Atomu Hiroşima’da ne yaptılarsa bu teknikle daha fazlasını yapabilirler. Allah korusun. Savunma sanayinde kullanılıyor. (psikotronik ve psikotropik teknoloji) Yunanca psişe ve elektron sözcüklerinden gelmektedir. Elektronlar ile insan zihnine dışarıdan yaptırılmak istenenin yaptırılması söz konusu.
Böyle bir etki ile işgal altındaki ülkedeki direnişçilerin savaştan vazgeçmeleri için holografik, görüntüler ve telkinler gönderilip sonuç alınabilir mi?
Bunları şu anda okuyanların araştırmasına bırakıyoruz. Örnekler o kadar çok ki. İnsanlar araştırsın subliminal ses kayıt tekniği ile psikotronik etkilerle nelerin yapıldığını. Bunlar bilinçaltı düzeyde çok etkili silahlar. Fakat işin ilginç bir yanı var. Bu araştırmaları yapan bilim adamlarının ortak görüşü bu etkilerden korunanlar ancak inanç sahipleri. Sadece ben inanıyorum değil? ‘Ey iman edenler iman edin,’ ayeti ile ‘şeytanın onlar üzerinde bir etkisi yoktur,’ ayetini tekrar tekrar hatırlayalım.
Farklı düzlemlerden gönderilen bu etkileri kırmada Kuran-ı Kerim çok etkilidir. Kuran ses ile diriltilen ve ses ile helak edilen kavimlerden bahseder. Bu kavimler kavramı beyindeki nöron ağları ile de bağlantılı mıdır? Onlara da bakar mı?
Kavim kıvam, ölçü, denge manası ile çağrışımlı. Denge üzere işleyen fıtrat belki bu tür etkilerle bozulabilir. Tabiî bozulan yapıyı yeniden inşa edenler de olacak. Mesala israfil’in borusu ile temsil edilen diriltici ses mürşidin sohbetidir. Hakk olan tarafta olacak.
Peki Kuran-ı Kerim’deki seslerin nasıl bir etki alanı var ?
Pakistanlı müslüman bir doktor deney yapıyor. Amacı şu: Kuran ayetlerinin biyolojik noktada insana etkisi nedir? 800 deneğe birbirinden farklı müzikler, sesler, tınılar dinletmiş. Bu arada denekler en üst düzeyde hassas alıcılara bağlı. Kandaki ph oranından beyindeki dalga boylarına, kalp atış ritminden aura fotoğraflarına kadar.

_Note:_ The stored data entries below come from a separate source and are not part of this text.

//! Namespace basics: create, lookup, unlink, mkdir, rmdir.

mod common;

use common::{cred, FsEnv};
use volufs::param::NAME_MAX;
use volufs::Error;

#[test]
fn create_lookup_unlink() {
    let env = FsEnv::new();
    let root = env.root();
    assert!(env.lookup(root, "f1").is_none());
    let (ino, fh) = env.create(root, "f1");
    let attr = env.lookup(root, "f1").expect("created entry");
    assert_eq!(attr.ino, ino);
    assert_eq!(attr.nlink, 1);
    assert_eq!(attr.size, 0);
    env.release(fh);
    env.unlink(root, "f1");
    assert!(env.lookup(root, "f1").is_none());
}

#[test]
fn create_existing_fails() {
    let env = FsEnv::new();
    let root = env.root();
    let (_, fh) = env.create(root, "dup");
    env.release(fh);
    let err = env.fs().create_op(root, b"dup", 0o644, 0, cred()).unwrap_err();
    assert!(matches!(err, Error::Exists));
}

#[test]
fn mkdir_rmdir() {
    let env = FsEnv::new();
    let root = env.root();
    let root_nlink = env.getattr(root).nlink;
    let dino = env.mkdir(root, "d1");
    let attr = env.getattr(dino);
    assert_eq!(attr.nlink, 2);
    assert_eq!(env.getattr(root).nlink, root_nlink + 1);
    env.rmdir(root, "d1");
    assert!(env.lookup(root, "d1").is_none());
    assert_eq!(env.getattr(root).nlink, root_nlink);
}

#[test]
fn rmdir_of_nonempty_fails() {
    let env = FsEnv::new();
    let root = env.root();
    let dino = env.mkdir(root, "d");
    let (_, fh) = env.create(dino, "child");
    env.release(fh);
    let err = env.fs().rmdir_op(root, b"d", cred()).unwrap_err();
    assert!(matches!(err, Error::NotEmpty));
    env.unlink(dino, "child");
    env.rmdir(root, "d");
}

#[test]
fn unlink_of_directory_fails() {
    let env = FsEnv::new();
    let root = env.root();
    let _ = env.mkdir(root, "d");
    let err = env.fs().unlink_op(root, b"d", cred()).unwrap_err();
    assert!(matches!(err, Error::IsDir));
}

#[test]
fn rmdir_of_file_fails() {
    let env = FsEnv::new();
    let root = env.root();
    let (_, fh) = env.create(root, "f");
    env.release(fh);
    let err = env.fs().rmdir_op(root, b"f", cred()).unwrap_err();
    assert!(matches!(err, Error::NotDir));
}

#[test]
fn name_length_bounds() {
    let env = FsEnv::new();
    let root = env.root();
    for len in [1usize, NAME_MAX - 1, NAME_MAX] {
        let name = "x".repeat(len);
        let (_, fh) = env.create(root, &name);
        env.release(fh);
        assert!(env.lookup(root, &name).is_some());
        env.unlink(root, &name);
    }
    let too_long = "x".repeat(NAME_MAX + 1);
    let err = env.fs().create_op(root, too_long.as_bytes(), 0o644, 0, cred()).unwrap_err();
    assert!(matches!(err, Error::NameTooLong));
}

#[test]
fn dot_and_dotdot_resolve() {
    let env = FsEnv::new();
    let root = env.root();
    let dino = env.mkdir(root, "sub");
    let dot = env.fs().lookup_op(dino, b".", cred()).unwrap();
    assert_eq!(dot.ino, dino);
    let dotdot = env.fs().lookup_op(dino, b"..", cred()).unwrap();
    assert_eq!(dotdot.ino, root);
}

#[test]
fn mkdir_restores_free_files_count() {
    let env = FsEnv::new();
    let root = env.root();
    let before = env.statfs();
    let dino = env.mkdir(root, "d");
    let (_, fh) = env.create(dino, "f");
    env.release(fh);
    assert!(env.statfs().nfiles_free < before.nfiles_free);
    env.unlink(dino, "f");
    env.rmdir(root, "d");
    let after = env.statfs();
    assert_eq!(after.nfiles_free, before.nfiles_free);
}

#[test]
fn deep_tree() {
    let env = FsEnv::new();
    let mut parent = env.root();
    for depth in 0..32 {
        parent = env.mkdir(parent, &format!("level{}", depth));
    }
    let (ino, fh) = env.create(parent, "leaf");
    env.release(fh);
    assert_eq!(env.lookup(parent, "leaf").unwrap().ino, ino);
}

#[test]
fn many_names_in_one_directory() {
    let env = FsEnv::new();
    let root = env.root();
    let dino = env.mkdir(root, "big");
    let count = 2000;
    for i in 0..count {
        let (_, fh) = env.create(dino, &format!("file-{:05}", i));
        env.release(fh);
    }
    assert_eq!(env.getattr(dino).size, 0);
    for i in 0..count {
        assert!(env.lookup(dino, &format!("file-{:05}", i)).is_some());
    }
    for i in 0..count {
        env.unlink(dino, &format!("file-{:05}", i));
    }
    env.rmdir(root, "big");
}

Müzikler etnik, rock, new age, vs belli aralıklarla kısa kısa dinletiliyor. Aralarda Kuran’a çok yakın nağmeler dinletilmesine rağmen istisnasız hepsinde sıra Kuran’a geldiğinde biyoloji ve psişik veriler alıcılar tarafından optimum düzeyde tanımlanıyor. Olması gereken değerlere geliyor.
ALLAH ismini hastalarına tekrarlayan Müslüman olmayan fakat İslam üzerine yaptığı çeşitli araştırmaları ile tanınan bir psikolog var:Van der Hoven. “Allah” kelimesindeki her harfin hastalıklar için nasıl tedavi vesilesi olduğunu anlatıyor. Birkaç örnek verecek olursak: “Allah kelimesinin ilk harfi olan (A) harfi, solunum sisteminden direkt çıkıyor ve nefes almayı düzenliyor. Damaktan söylenen (L) harfi ise, dil hafifçe damağın üst kısmına dokunuyor, çene kısa bir duraklamayla birlikte aynı işlemi tekrarlıyor. İki (L) harfi olduğu için bu işlem nefes alıp vermeyi rahatlatıyor. (H) harfi çıkartılırken, akciğer ve kalp arasında bir ilişki oluşuyor ve işlem sonucunda kalp atışları düzeliyor.‘Kuran kalplere şifa, insanlara bir rahmettir,’ manasını tefekkür edelim.